* **What to do**
Out of the entries that follow, copy each line containing "wiremock".

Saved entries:
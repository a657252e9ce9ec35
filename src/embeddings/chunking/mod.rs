#[cfg(test)]
mod tests;

use pulldown_cmark::{Event, HeadingLevel, Parser, Tag, TagEnd};
use serde::{Deserialize, Serialize};
use tracing::debug;

/// A section of a documentation page ready for embedding
#[derive(Debug, Clone, PartialEq, Eq, Serialize, Deserialize)]
pub struct DocChunk {
    /// Text of the heading that opened this section, or the file stem
    pub title: String,
    /// Section body without the heading line
    pub text: String,
    /// Source path relative to the site root
    pub source: String,
    /// Site URL of the page the section belongs to
    pub url: String,
}

impl DocChunk {
    /// Text handed to the embedder: title and body, bounded by `max_chars`
    #[inline]
    pub fn embedding_input(&self, max_chars: usize) -> String {
        let input = format!("{}\n{}", self.title, self.text);
        crate::embeddings::truncate_chars(&input, max_chars).to_string()
    }
}

/// Configuration for heading-based chunking
#[derive(Debug, Clone, PartialEq, Eq, Serialize, Deserialize)]
#[serde(default)]
pub struct ChunkingConfig {
    /// Deepest heading level that starts a new chunk
    pub max_heading_level: u8,
    /// Sections whose trimmed body is this many characters or fewer are dropped
    pub min_chunk_chars: usize,
    /// Character budget for embedder input
    pub max_input_chars: usize,
}

impl Default for ChunkingConfig {
    #[inline]
    fn default() -> Self {
        Self {
            max_heading_level: 3,
            min_chunk_chars: 20,
            max_input_chars: crate::embeddings::DEFAULT_MAX_INPUT_CHARS,
        }
    }
}

struct HeadingSpan {
    start: usize,
    end: usize,
    title: String,
}

/// Split a cleaned markdown document into sections at headings up to
/// `max_heading_level`. Content before the first heading is titled `fallback_title`.
#[inline]
pub fn chunk_document(
    markdown: &str,
    source: &str,
    url: &str,
    fallback_title: &str,
    config: &ChunkingConfig,
) -> Vec<DocChunk> {
    let headings = find_headings(markdown, config.max_heading_level);

    let mut chunks = Vec::new();
    let mut title = fallback_title.to_string();
    let mut body_start = 0;

    for heading in headings {
        push_chunk(
            &mut chunks,
            markdown.get(body_start..heading.start).unwrap_or_default(),
            &title,
            source,
            url,
            config,
        );
        title = heading.title;
        body_start = heading.end;
    }
    push_chunk(
        &mut chunks,
        markdown.get(body_start..).unwrap_or_default(),
        &title,
        source,
        url,
        config,
    );

    debug!("Chunked {} into {} sections", source, chunks.len());
    chunks
}

fn push_chunk(
    chunks: &mut Vec<DocChunk>,
    body: &str,
    title: &str,
    source: &str,
    url: &str,
    config: &ChunkingConfig,
) {
    let text = body.trim();
    if text.chars().count() <= config.min_chunk_chars {
        return;
    }
    chunks.push(DocChunk {
        title: title.to_string(),
        text: text.to_string(),
        source: source.to_string(),
        url: url.to_string(),
    });
}

fn find_headings(markdown: &str, max_level: u8) -> Vec<HeadingSpan> {
    let mut spans = Vec::new();
    let mut current: Option<(usize, String)> = None;

    for (event, range) in Parser::new(markdown).into_offset_iter() {
        match event {
            Event::Start(Tag::Heading { level, .. }) if heading_depth(level) <= max_level => {
                current = Some((range.start, String::new()));
            }
            Event::Text(text) | Event::Code(text) => {
                if let Some((_, title)) = current.as_mut() {
                    title.push_str(&text);
                }
            }
            Event::End(TagEnd::Heading(_)) => {
                if let Some((start, title)) = current.take() {
                    spans.push(HeadingSpan {
                        start,
                        end: range.end,
                        title: clean_heading(&title),
                    });
                }
            }
            _ => {}
        }
    }

    spans
}

fn heading_depth(level: HeadingLevel) -> u8 {
    match level {
        HeadingLevel::H1 => 1,
        HeadingLevel::H2 => 2,
        HeadingLevel::H3 => 3,
        HeadingLevel::H4 => 4,
        HeadingLevel::H5 => 5,
        HeadingLevel::H6 => 6,
    }
}

fn clean_heading(title: &str) -> String {
    title
        .chars()
        .filter(|c| !matches!(c, '*' | '_' | '`'))
        .collect::<String>()
        .trim()
        .to_string()
}
use super::*;
use crate::config::EmbedderConfig;
use wiremock::matchers::{body_partial_json, method, path};
use wiremock::{Mock, MockServer, ResponseTemplate};

fn config_for(server: &MockServer, dimension: u32) -> EmbedderConfig {
    EmbedderConfig {
        protocol: "http".to_string(),
        host: server.address().ip().to_string(),
        port: server.address().port(),
        model: "all-minilm:latest".to_string(),
        batch_size: 2,
        embedding_dimension: dimension,
    }
}

#[test]
fn client_configuration() {
    let config = EmbedderConfig {
        protocol: "http".to_string(),
        host: "test-host".to_string(),
        port: 1234,
        model: "test-model".to_string(),
        batch_size: 128,
        embedding_dimension: 768,
    };
    let client = OllamaEmbedder::new(&config).expect("Failed to create client");

    assert_eq!(client.model, "test-model");
    assert_eq!(client.batch_size, 128);
    assert_eq!(client.dimension, 768);
    assert_eq!(client.base_url.host_str(), Some("test-host"));
    assert_eq!(client.base_url.port(), Some(1234));
    assert_eq!(client.retry_attempts, DEFAULT_RETRY_ATTEMPTS);
    assert_eq!(client.max_input_chars, DEFAULT_MAX_INPUT_CHARS);
}

#[test]
fn client_builder_methods() {
    let client = OllamaEmbedder::new(&EmbedderConfig::default())
        .expect("Failed to create client")
        .with_timeout(Duration::from_secs(60))
        .with_retry_attempts(5)
        .with_max_input_chars(128);

    assert_eq!(client.retry_attempts, 5);
    assert_eq!(client.max_input_chars, 128);
    assert_eq!(client.model_id(), "all-minilm:latest");
    assert_eq!(client.dimension(), 384);
}

#[test]
fn untagged_model_matches_latest() {
    assert!(model_matches("all-minilm:latest", "all-minilm"));
    assert!(model_matches("all-minilm:latest", "all-minilm:latest"));
    assert!(!model_matches("all-minilm:l6-v2", "all-minilm"));
    assert!(!model_matches("nomic-embed-text:latest", "all-minilm"));
}

#[tokio::test]
async fn embed_normalizes_vectors() {
    let server = MockServer::start().await;

    Mock::given(method("POST"))
        .and(path("/api/embed"))
        .and(body_partial_json(serde_json::json!({
            "model": "all-minilm:latest",
            "input": ["hello"]
        })))
        .respond_with(
            ResponseTemplate::new(200)
                .set_body_json(serde_json::json!({ "embeddings": [[3.0, 4.0, 0.0]] })),
        )
        .expect(1)
        .mount(&server)
        .await;

    let embedder = OllamaEmbedder::new(&config_for(&server, 3)).expect("client should build");
    let vector = embedder.embed("hello").await.expect("embed should succeed");

    assert_eq!(vector.len(), 3);
    assert!((vector[0] - 0.6).abs() < 1e-6);
    assert!((vector[1] - 0.8).abs() < 1e-6);
}

#[tokio::test]
async fn embed_batch_splits_by_batch_size() {
    let server = MockServer::start().await;

    Mock::given(method("POST"))
        .and(path("/api/embed"))
        .respond_with(ResponseTemplate::new(200).set_body_json(serde_json::json!({
            "embeddings": [[1.0, 0.0, 0.0], [0.0, 1.0, 0.0]]
        })))
        .up_to_n_times(1)
        .mount(&server)
        .await;

    Mock::given(method("POST"))
        .and(path("/api/embed"))
        .respond_with(
            ResponseTemplate::new(200)
                .set_body_json(serde_json::json!({ "embeddings": [[0.0, 0.0, 2.0]] })),
        )
        .mount(&server)
        .await;

    let embedder = OllamaEmbedder::new(&config_for(&server, 3)).expect("client should build");
    let texts = vec!["a".to_string(), "b".to_string(), "c".to_string()];
    let vectors = embedder
        .embed_batch(&texts)
        .await
        .expect("batch embed should succeed");

    assert_eq!(vectors.len(), 3);
    assert_eq!(vectors[2], vec![0.0, 0.0, 1.0]);
}

#[tokio::test]
async fn embed_rejects_wrong_dimension() {
    let server = MockServer::start().await;

    Mock::given(method("POST"))
        .and(path("/api/embed"))
        .respond_with(
            ResponseTemplate::new(200)
                .set_body_json(serde_json::json!({ "embeddings": [[1.0, 0.0]] })),
        )
        .mount(&server)
        .await;

    let embedder = OllamaEmbedder::new(&config_for(&server, 3)).expect("client should build");
    let err = embedder
        .embed("hello")
        .await
        .expect_err("dimension mismatch should fail");

    assert!(err.to_string().contains("expected 3"), "{}", err);
}

#[tokio::test]
async fn client_error_is_not_retried() {
    let server = MockServer::start().await;

    Mock::given(method("POST"))
        .and(path("/api/embed"))
        .respond_with(ResponseTemplate::new(404))
        .expect(1)
        .mount(&server)
        .await;

    let embedder = OllamaEmbedder::new(&config_for(&server, 3))
        .expect("client should build")
        .with_retry_attempts(3);
    let err = embedder.embed("hello").await.expect_err("404 should fail");

    assert!(err.to_string().contains("404"), "{}", err);
}

#[tokio::test]
async fn prepare_checks_model_list() {
    let server = MockServer::start().await;

    Mock::given(method("GET"))
        .and(path("/api/tags"))
        .respond_with(ResponseTemplate::new(200).set_body_json(serde_json::json!({
            "models": [{ "name": "nomic-embed-text:latest" }]
        })))
        .mount(&server)
        .await;

    let embedder = OllamaEmbedder::new(&config_for(&server, 3)).expect("client should build");
    let err = embedder
        .prepare()
        .await
        .expect_err("missing model should fail");

    assert!(err.to_string().contains("not available"), "{}", err);
}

* **Output for this task**
use wiremock::matchers::{body_partial_json, method, path};
use wiremock::{Mock, MockServer, ResponseTemplate};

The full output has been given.